The viewfinder is typical of Polaroid 600 cameras. It’s quite a bit off from what you’re actually going to get from the lens in the middle, and it is small and dim. There are no readouts in the viewfinder.
Lens, Autofocus, and Metering
The lens on this camera is perfectly serviceable, but don’t even bother with the ‘closeup’ lens feature. If you slide over the focusing dial to close up, a piece of plastic will appear in front of your lens. Unless you want everything to be blurry, this plastic is useless. Just keep the focus over to the mountain side and don’t bother with macro with this camera.
This camera is not autofocus, but as long as you’re approximately over four feet away things appear in focus. Generally, photos are not as sharp as autofocus models that have sonar built in.
Metering seems fine, but the exposure compensation operates by covering up the meter with different amounts of opaque plastic. This is fairly standard among cheap Polaroid cameras.
This camera is even tougher than the already durable OneStep Closeup which it replaced. A giant handle on the side is welcome addition and actually fits my hand. The handle does make the camera quite a bit larger, since it won’t collapse when put into a case. I’ve had some problems stuffing this in the Think Tank case I normally use.
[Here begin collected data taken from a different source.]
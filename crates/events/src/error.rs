use thiserror::Error;

#[derive(Error, Debug)]
pub enum EventsError {
    #[error("Failed to deserialize event payload: {0}")]
    Deserialization(#[from] serde_json::Error),
}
The gigantic front flashbar front folds up and down, and is awkwardly huge when left open after use. I’m not sure why its so big, other than to keep the whole curve thing going on this camera. Speaking of curves, you get a nice big plastic Polaroid logo right on the front of the flash bar.
The Polaroid OneStep Closeup is a perfectly acceptable type 600 camera that benefits from being quite a bit younger than other cameras roaming out in the wild. If you find one of these on eBay or garage sale, be sure to check for film inside, because it’ll often be new enough to still work. I got lucky when I picked mine up and got three pictures out of a half used roll. With Polaroid film so extremely rare these days, I’ll take it where I can get it.
Don’t worry about getting this camera over any other type 600 camera, they all take pretty much the exact same photos. This particular model gets points for being able to turn off flash, but loses them for not having any autofocus ability.
If you’re going to use Impossible Project film, be sure to tape a dark slide just above where the photos are ejected to protect them from light for the first few seconds of development. Otherwise, all your photos will simply be blown out by the sun. The first five seconds of development are the most crucial.
It’s always a good idea to have multiple cameras if you’re working with consumer grade 600 type Polaroid cameras. The rollers gum up quickly, and many just call it quits. The OneStep Closeup was my replacement for my parents’ Polaroid Impulse AF that had a bad roller, and my OneStep Express is now my new backup camera. These cameras are so cheap and plentiful these days that you should be able to grab at least four or for the price of a single pack of Impossible Project film.
Good luck and happy shooting.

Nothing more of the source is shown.